Task details
Among these records, tally each line with the word "then"; the answer is that number alone.

═══

impl<T> CompleteTree<T> {
    /// Create an empty `CompleteTree`.
    pub fn new() -> Self {
        Self {
            vertices: Arena::new(),
            root: None,
            len: 0,
        }
    }

    /// Builds a tree holding clones of the elements of another collection, in
    /// the order that collection iterates them.
    ///
    /// # Examples
    ///
    /// ```
    /// use linked_collections::{CompleteTree, Sequence};
    ///
    /// let sequence = Sequence::from_iter(['a', 'b', 'c']);
    /// let tree = CompleteTree::from_collection(&sequence);
    /// assert_eq!(Vec::from_iter(tree), vec!['a', 'b', 'c']);
    /// ```
    pub fn from_collection<'a, I>(collection: I) -> Self
    where
        I: IntoIterator<Item = &'a T>,
        T: Clone + 'a,
    {
        collection.into_iter().cloned().collect()
    }

    /// Returns the number of elements in the tree.
    #[inline]
    pub fn len(&self) -> usize {
        self.len
    }

    #[inline]
    pub fn is_empty(&self) -> bool {
        self.root.is_none()
    }

    /// Removes all elements.
    pub fn clear(&mut self) {
        self.vertices.clear();
        self.root = None;
        self.len = 0;
    }

    /// Adds an element at the leftmost open slot of the shallowest level.
    ///
    /// # Errors
    ///
    /// [`CollectionError::InvalidArgument`] if `element` is `None`; the tree
    /// is left untouched.
    ///
    /// # Complexity
    ///
    /// This operation should compute in *O*(*n*) time.
    ///
    /// # Examples
    ///
    /// ```
    /// use linked_collections::{CollectionError, CompleteTree};
    ///
    /// let mut tree = CompleteTree::new();
    /// tree.insert("root").unwrap();
    /// assert_eq!(tree.insert(None), Err(CollectionError::InvalidArgument));
    /// assert_eq!(tree.len(), 1);
    /// ```
    pub fn insert(&mut self, element: impl Into<Option<T>>) -> Result<()> {
        let element = element.into().ok_or(CollectionError::InvalidArgument)?;
        self.insert_element(element);
        Ok(())
    }

    /// Removes the first element equal to `x` in breadth-first order, and
    /// returns it.
    ///
    /// The freed slot is refilled with the element of the last vertex in
    /// breadth-first order, and that last vertex is unlinked, so the tree
    /// stays complete. Returns `None`, leaving the tree untouched, if `x` is
    /// absent or not found.
    ///
    /// # Complexity
    ///
    /// This operation should compute in *O*(*n*) time.
    pub fn remove<'q>(&mut self, x: impl Into<Option<&'q T>>) -> Option<T>
    where
        T: PartialEq + 'q,
    {
        let x = x.into()?;
        let mut found = None;
        let mut last = None;
        for index in self.level_order() {
            if found.is_none() && self.vertex(index).element == *x {
                found = Some(index);
            }
            last = Some(index);
        }
        let (found, last) = (found?, last?);
        let last_vertex = self.detach_leaf(last)?;
        tracing::trace!(len = self.len, "last vertex vacated");
        if found == last {
            return Some(last_vertex.element);
        }
        Some(std::mem::replace(
            &mut self.vertices[found].element,
            last_vertex.element,
        ))
    }

    /// Returns `true` if the tree contains an element equal to `x`.
    pub fn contains(&self, x: &T) -> bool
    where
        T: PartialEq,
    {
        self.iter().any(|e| e == x)
    }

    /// Returns the height of the tree, or `None` if it is empty.
    ///
    /// Since the tree is always complete, the height is ⌊log₂ *n*⌋ and is
    /// derived from the element count alone.
    ///
    /// # Examples
    ///
    /// ```
    /// use linked_collections::CompleteTree;
    ///
    /// let mut tree = CompleteTree::new();
    /// assert_eq!(tree.height(), None);
    /// tree.extend(0..7);
    /// assert_eq!(tree.height(), Some(2));
    /// tree.insert(7).unwrap();
    /// assert_eq!(tree.height(), Some(3));
    /// ```
    pub fn height(&self) -> Option<u32> {
        (self.len > 0).then(|| self.len.ilog2())
    }

    /// Provides the root vertex, or `None` if the tree is empty.
    pub fn root(&self) -> Option<VertexRef<'_, T>> {
        self.root.map(|index| VertexRef::new(self, index))
    }

    /// Visits every vertex in breadth-first order: the root first, then each
    /// level from left to right.
    ///
    /// # Examples
    ///
    /// ```
    /// use linked_collections::CompleteTree;
    ///
    /// let tree = CompleteTree::from_iter(1..=4);
    /// let mut parents = Vec::new();
    /// tree.bfs(|vertex| parents.push(vertex.parent().map(|p| *p.element())));
    /// assert_eq!(parents, vec![None, Some(1), Some(1), Some(2)]);
    /// ```
    pub fn bfs<F>(&self, mut visit: F)
    where
        F: FnMut(VertexRef<'_, T>),
    {
        for index in self.level_order() {
            visit(VertexRef::new(self, index));
        }
    }

    /// Provides an iterator over the elements in breadth-first order.
    pub fn iter(&self) -> Iter<'_, T> {
        Iter::new(self)
    }
}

═══

Written response
2